In 1946, Boston pharmacist Minna Seiniger wrote to President Harry S. Truman to seek his help with a workplace dispute with her longtime employer, Liggett’s Pharmacy. Seiniger’s troubles had begun several months earlier when she was transferred to a different branch of the store, where Mr. Milligan, “a lively new assistant manager” eager to prove himself, “started in on” her. The pharmacists’ union had recently negotiated a sizable pay raise in exchange for a modest bump in their weekly hours, and Milligan responded by squeezing more work out of the pharmacists. When Seiniger refused to stay late one night to make fifty extra pill capsules, her manager grew “extremely angry” and began “accenting his remarks by poking at my shoulder with his finger.” Milligan also added to Seiniger’s duties, demanding that she “carry in the empty bottles and clean the shelves on a ladder” despite her fragile health on account of her recent spinal bone graft surgery. But Seininger also felt she’d been wronged by her union, as the new longer hours left her “terribly run down.” After Seiniger lost her job upon presenting these concerns to the company, the union refused to help because she had not taken the established steps for filing a grievance. Joining the millions of other workers who petitioned the executive branch in the 1930s and 1940s, Seiniger asked Truman to intervene with both the union and the company. Specifically, she wanted him [End Page 250] to convince Liggett’s to reinstate her, to hire an assistant to handle the physically taxing chores Milligan had assigned her, and to make the new longer hours optional. Anticipating Truman’s resistance, Seiniger reminded him, “My problem may seem to be a very trivial one to you, but it is the individuals that make up the nation.”1

Seiniger hoped to draw Truman’s personal attention to her many work-place concerns: long hours, inflexibility, a capricious supervisor, an unresponsive union, health and safety hazards, and assaults on her dignity. Instead, his office forwarded her letter to the Women’s Bureau of the U.S. Department of Labor, an agency that shared Seiniger’s assumption that the government should defend women against exploitive working conditions. When Seiniger put pen to paper in 1946, each state regulated women’s encounters with the labor market, and her state of Massachusetts established some of the earliest and most comprehensive laws. Seiniger received a prompt letter of response from Anne Larrabee, the bureau’s acting director, but its contents surely left her dissatisfied. While the bureau was “very sympathetic with your situation,” Larrabee explained, her employer’s actions cleared the bar set by existing standards.2 Federal laws regulated workers’ wages and hours only where their workplaces engaged in interstate commerce, and her pharmacy did not fall into this category. Her wages and hours were legal under Massachusetts’ sex-specific regulatory framework, and workplace safety provisions in the state applied only to women in industrial occupations. Larrabee made no reference to Seiniger’s concerns about the union’s failure to help or the new boss’ disrespectful attitude toward her. Seiniger thus saw her intertwined demands for redress tailored to her personal situation fall between the cracks in the precarious edifice of worker protections.
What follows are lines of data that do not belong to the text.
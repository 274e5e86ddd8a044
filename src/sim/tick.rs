//! Fixed timestep simulation tick
//!
//! One call advances the whole simulation by one tick: paddle motion, ball
//! motion with wall reflection, the loss check, paddle bounce, and the brick
//! scan. The sub-steps always run in that order and all of them run within
//! the same tick, including after the loss check fires.

use crate::consts::BRICK_SCORE;
use crate::input::InputState;
use crate::sim::collision::{ball_hits_brick, ball_hits_paddle, paddle_bounce_velocity};
use crate::sim::state::GameState;

/// Advance the game by one fixed timestep. No-op once terminal.
pub fn tick(state: &mut GameState, input: &InputState) {
    if state.game_over {
        return;
    }

    move_paddle(state, input);
    move_ball(state);
    collide_with_paddle(state);
    collide_with_bricks(state);

    state.time_ticks += 1;
}

/// Apply held inputs sequentially (both held cancels out), then clamp to
/// the field.
fn move_paddle(state: &mut GameState, input: &InputState) {
    let paddle = &mut state.paddle;
    if input.left_held {
        paddle.x -= paddle.speed;
    }
    if input.right_held {
        paddle.x += paddle.speed;
    }
    paddle.x = paddle.x.clamp(0.0, state.config.width - paddle.width);
}

/// Integrate ball position, reflect off side and top walls, and flag a loss
/// when the ball reaches the bottom.
///
/// Reflection has no cooldown: while the ball center sits inside a boundary
/// zone the sign flips again every tick.
fn move_ball(state: &mut GameState) {
    let ball = &mut state.ball;
    ball.pos += ball.vel;

    if ball.pos.x <= ball.radius || ball.pos.x >= state.config.width - ball.radius {
        ball.vel.x = -ball.vel.x;
    }
    if ball.pos.y <= ball.radius {
        ball.vel.y = -ball.vel.y;
    }

    // No bottom wall: reaching it ends the run. The rest of the tick still
    // executes; the sub-step order never short-circuits.
    if ball.pos.y >= state.config.height - ball.radius {
        state.game_over = true;
        log::info!("Game over at tick {}: score {}", state.time_ticks, state.score);
    }
}

/// Re-aim the ball off the paddle based on where it struck.
fn collide_with_paddle(state: &mut GameState) {
    let paddle_top = state.paddle_top();
    if ball_hits_paddle(&state.ball, &state.paddle, paddle_top) {
        let hit_pos = (state.ball.pos.x - state.paddle.x) / state.paddle.width;
        state.ball.vel = paddle_bounce_velocity(hit_pos, state.ball.speed);
    }
}

/// Destroy the first alive brick the ball overlaps (storage order), then
/// check for a cleared field.
fn collide_with_bricks(state: &mut GameState) {
    for brick in &mut state.bricks {
        if !brick.alive {
            continue;
        }
        if ball_hits_brick(&state.ball, brick) {
            brick.alive = false;
            state.score += BRICK_SCORE;
            state.ball.vel.y = -state.ball.vel.y;
            log::debug!(
                "Brick destroyed at ({}, {}), score {}",
                brick.x,
                brick.y,
                state.score
            );
            break;
        }
    }

    if state.all_bricks_cleared() {
        state.win = true;
        state.game_over = true;
        log::info!("All bricks cleared at tick {}: score {}", state.time_ticks, state.score);
    }
}

#[cfg(test)]
mod tests {
    use super::*;
    use crate::config::GameConfig;
    use crate::consts::{BALL_SPEED, PADDLE_SPEED, PADDLE_WIDTH};
    use glam::Vec2;

    fn running_state() -> GameState {
        GameState::new(GameConfig::default())
    }

    /// State with the ball parked where nothing can happen for a while.
    fn quiet_state() -> GameState {
        let mut state = running_state();
        state.ball.pos = Vec2::new(300.0, 250.0);
        state.ball.vel = Vec2::ZERO;
        state
    }

    #[test]
    fn test_paddle_moves_and_clamps() {
        let mut state = quiet_state();
        let left = InputState {
            left_held: true,
            right_held: false,
        };

        let start_x = state.paddle.x;
        tick(&mut state, &left);
        assert_eq!(state.paddle.x, start_x - PADDLE_SPEED);

        // Hold left long enough to pin the paddle against the wall.
        for _ in 0..200 {
            tick(&mut state, &left);
        }
        assert_eq!(state.paddle.x, 0.0);

        let right = InputState {
            left_held: false,
            right_held: true,
        };
        for _ in 0..500 {
            tick(&mut state, &right);
        }
        assert_eq!(state.paddle.x, 600.0 - PADDLE_WIDTH);
    }

    #[test]
    fn test_both_keys_cancel_out() {
        let mut state = quiet_state();
        let both = InputState {
            left_held: true,
            right_held: true,
        };
        let start_x = state.paddle.x;
        tick(&mut state, &both);
        assert_eq!(state.paddle.x, start_x);
    }

    #[test]
    fn test_left_wall_flips_vx() {
        let mut state = quiet_state();
        state.ball.pos = Vec2::new(state.ball.radius - 1.0, 200.0);
        state.ball.vel = Vec2::new(-BALL_SPEED, 0.0);

        tick(&mut state, &InputState::default());
        assert!(state.ball.vel.x > 0.0);
    }

    #[test]
    fn test_top_wall_flips_vy() {
        let mut state = quiet_state();
        state.ball.pos = Vec2::new(300.0, state.ball.radius + 1.0);
        state.ball.vel = Vec2::new(0.0, -BALL_SPEED);

        tick(&mut state, &InputState::default());
        assert!(state.ball.vel.y > 0.0);
    }

    #[test]
    fn test_wall_reflection_refires_every_tick() {
        // A ball inside the boundary zone with velocity too small to leave
        // it oscillates sign each tick; preserved behavior, no cooldown.
        let mut state = quiet_state();
        state.ball.pos = Vec2::new(2.0, 200.0);
        state.ball.vel = Vec2::new(0.5, 0.0);

        tick(&mut state, &InputState::default());
        let vx_after_one = state.ball.vel.x;
        tick(&mut state, &InputState::default());
        assert_eq!(state.ball.vel.x, -vx_after_one);
    }

    #[test]
    fn test_bottom_is_a_loss() {
        let mut state = quiet_state();
        state.ball.pos = Vec2::new(300.0, state.config.height - state.ball.radius + 1.0);
        state.ball.vel = Vec2::new(0.0, BALL_SPEED);

        tick(&mut state, &InputState::default());
        assert!(state.game_over);
        assert!(!state.win);
    }

    #[test]
    fn test_center_paddle_bounce_goes_straight_up() {
        let mut state = quiet_state();
        let paddle_top = state.paddle_top();
        // Place the ball so that after one step of motion it sits exactly on
        // the paddle center.
        let center_x = state.paddle.x + state.paddle.width / 2.0;
        state.ball.pos = Vec2::new(center_x, paddle_top - BALL_SPEED);
        state.ball.vel = Vec2::new(0.0, BALL_SPEED);

        tick(&mut state, &InputState::default());
        assert!(state.ball.vel.x.abs() < 1e-5);
        assert!((state.ball.vel.y + BALL_SPEED).abs() < 1e-5);
    }

    #[test]
    fn test_single_brick_win_scenario() {
        // 1x1 grid; ball launched straight up directly under the brick.
        let config = GameConfig {
            rows: 1,
            columns: 1,
            ..Default::default()
        };
        let mut state = GameState::new(config);
        let brick = state.bricks[0];
        state.ball.pos = Vec2::new(
            brick.x + brick.width / 2.0,
            brick.y + brick.height + state.ball.radius + BALL_SPEED,
        );
        state.ball.vel = Vec2::new(0.0, -BALL_SPEED);

        tick(&mut state, &InputState::default());
        assert!(!state.bricks[0].alive);
        assert_eq!(state.score, 10);
        assert!(state.win);
        assert!(state.game_over);
    }

    #[test]
    fn test_one_brick_per_tick_first_match_wins() {
        let mut state = running_state();
        // Drop the ball between two adjacent bricks in the first row so it
        // overlaps both; only the earlier one in storage order dies.
        let a = state.bricks[0];
        let b = state.bricks[1];
        let mid_x = (a.x + a.width + b.x) / 2.0;
        state.ball.pos = Vec2::new(mid_x, a.y + a.height / 2.0);
        state.ball.vel = Vec2::ZERO;

        tick(&mut state, &InputState::default());
        assert!(!state.bricks[0].alive);
        assert!(state.bricks[1].alive);
        assert_eq!(state.score, 10);
    }

    #[test]
    fn test_brick_hit_flips_vy_regardless_of_side() {
        let mut state = running_state();
        let brick = state.bricks[0];
        state.ball.pos = Vec2::new(brick.x + 2.0, brick.y + brick.height / 2.0 + BALL_SPEED);
        state.ball.vel = Vec2::new(0.0, -BALL_SPEED);

        tick(&mut state, &InputState::default());
        assert!(!state.bricks[0].alive);
        // Vertical flip even for what is geometrically a side-ish hit.
        assert!(state.ball.vel.y > 0.0);
    }

    #[test]
    fn test_terminal_state_is_frozen() {
        let mut state = quiet_state();
        state.game_over = true;
        let snapshot = state.clone();

        let input = InputState {
            left_held: true,
            right_held: false,
        };
        tick(&mut state, &input);
        assert_eq!(state, snapshot);
    }

    #[test]
    fn test_score_matches_destroyed_bricks() {
        let mut state = running_state();
        let input = InputState::default();
        for _ in 0..5000 {
            if state.game_over {
                break;
            }
            tick(&mut state, &input);
            let dead = state.bricks.iter().filter(|b| !b.alive).count() as u32;
            assert_eq!(state.score, dead * BRICK_SCORE);
        }
    }

    mod properties {
        use super::*;
        use crate::sim::collision::paddle_bounce_velocity;
        use proptest::prelude::*;

        proptest! {
            #[test]
            fn paddle_stays_in_bounds(inputs in prop::collection::vec(any::<(bool, bool)>(), 0..300)) {
                let mut state = quiet_state();
                for (left_held, right_held) in inputs {
                    let input = InputState { left_held, right_held };
                    tick(&mut state, &input);
                    prop_assert!(state.paddle.x >= 0.0);
                    prop_assert!(state.paddle.x <= state.config.width - state.paddle.width);
                }
            }

            #[test]
            fn bounce_speed_is_conserved(hit_pos in -0.2f32..1.2) {
                let vel = paddle_bounce_velocity(hit_pos, BALL_SPEED);
                prop_assert!((vel.length() - BALL_SPEED).abs() < 1e-3);
                prop_assert!(vel.y <= 0.0);
            }

            #[test]
            fn win_implies_all_cleared(ticks in 1usize..2000) {
                let mut state = running_state();
                let input = InputState::default();
                for _ in 0..ticks {
                    tick(&mut state, &input);
                }
                if state.win {
                    prop_assert!(state.game_over);
                    prop_assert!(state.all_bricks_cleared());
                }
            }
        }
    }
}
Workers like Seiniger, especially with the rise of the New Deal broker state in the 1930s, envisioned federal officials as sympathetic allies who would believe their testimonies of unfair treatment and address their grievances as they understood them.3 But the officials who handled claims like hers worked within existing legal frameworks that assigned regulation of intrastate commerce to the states, sorting workers according to sex and treating each sex as a coherent group.4 When the U.S. Supreme Court rejected states’ efforts to establish sex-neutral labor standards in the 1905 case Lochner v. New York, labor reformers developed a sex-specific strategy that legitimated state intervention into women’s working conditions on account of their presumed vulnerability and their status as current or potential mothers. The Supreme Court affirmed this logic...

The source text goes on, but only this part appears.